This past Thursday was Thanksgiving. This is a time of year when, hopefully, we all take stock of our lives and realize, indeed, how truly blessed we are. As we prepare for the upcoming Advent Season and the anticipation of the arrival of Christmas I realize that another year is drawing to a close. It seems a good time to look back and reflect on the events that have shaped my life this year.
Some years are more life altering than others in our lives, to be sure. Some years change and remake us. Some years are years of transition. 2010 has been such a year for me. In addition to hitting the Big 5-0 this year, I also launched my youngest child into the world and faced down the proverbial empty nest. The long journey with my best friend who is grappling with advanced breast cancer is now in its final stages, and I have faced transition issues both at work and at church which have been stressful. I won't pretend that any of this has been easy, but what I have found is that out of darkness comes light, and that there is truth in what scripture teaches: "My grace is sufficient for thee".
The biggest lesson this year that I have learned is that of God's provision. And it is this that I am most thankful for. For when I began to falter, and when it all just seemed like too much, into that space God reached down and extended His hand. He provided for my need. He saw me struggling and interceded. This is both humbling and awe inspiring to realize. It reminds me so much of what we sing sometimes on Sunday- "Who Am I ": "Who am I, that the Lord of all the earth, would care to know my name, would care to feel my hurt? Who am I, that the Bright and Morning Star, would choose to light the way, for my every wandering heart? ". Never have these words come more alive for me than in the past several months. This I have found to be absolutely true- "still you hear me when I'm calling, Lord you catch me when I'm falling, and you've told me who I am- I am yours".
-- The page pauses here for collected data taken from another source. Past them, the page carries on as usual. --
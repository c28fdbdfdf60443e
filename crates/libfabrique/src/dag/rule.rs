//! Build rules: command templates with typed parameter signatures.

use crate::nom_tools::SpanInfo;
use crate::types::TypeId;

use super::function::Parameter;
use super::ValueMap;

/// Name of the rule that regenerates build files from Fabrique sources.
pub static REGENERATION_RULE_NAME: &str = "_fabrique_regenerate";

/// A command template plus a parameter signature describing how to
/// transform inputs into outputs. Calling a rule constructs a [`Build`].
///
/// [`Build`]: super::Build
#[derive(Debug)]
pub struct Rule {
    name: String,
    command: String,
    description: String,
    /// Default arguments supplied at rule definition (e.g. `pool`)
    arguments: ValueMap,
    parameters: Vec<Parameter>,
    typ: TypeId,
    source: SpanInfo,
}

impl Rule {
    pub(crate) fn new(
        name: String,
        command: String,
        mut arguments: ValueMap,
        parameters: Vec<Parameter>,
        typ: TypeId,
        source: SpanInfo,
    ) -> Self {
        // An explicit description is pulled out of the argument map; without
        // one, the command itself is the description.
        let description = match arguments.shift_remove("description") {
            Some(description) => description.render_plain(),
            None => command.clone(),
        };

        Self {
            name,
            command,
            description,
            arguments,
            parameters,
            typ,
            source,
        }
    }

    pub fn name(&self) -> &str {
        &self.name
    }

    pub fn command(&self) -> &str {
        &self.command
    }

    pub fn description(&self) -> &str {
        &self.description
    }

    pub fn arguments(&self) -> &ValueMap {
        &self.arguments
    }

    pub fn parameters(&self) -> &[Parameter] {
        &self.parameters
    }

    pub fn type_id(&self) -> TypeId {
        self.typ
    }

    pub fn source(&self) -> &SpanInfo {
        &self.source
    }
}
This has been brought home to me in new and wonderfully personal ways recently. I always believed it to be true. But this year I have experienced it firsthand for myself. Thus making a much more powerful impression on me. It is always the things that experience teaches that we retain, rather than merely what we have read or heard about.
The lasting impact of the lessons I have learned is that I know absolutely that God is good in all circumstances, and that He wishes to bless us. He will provide for all that we need. Sometimes even without us having enough sense to ask Him to do so. If that is not something worth giving thanks for, then I don't know what is......Shalom!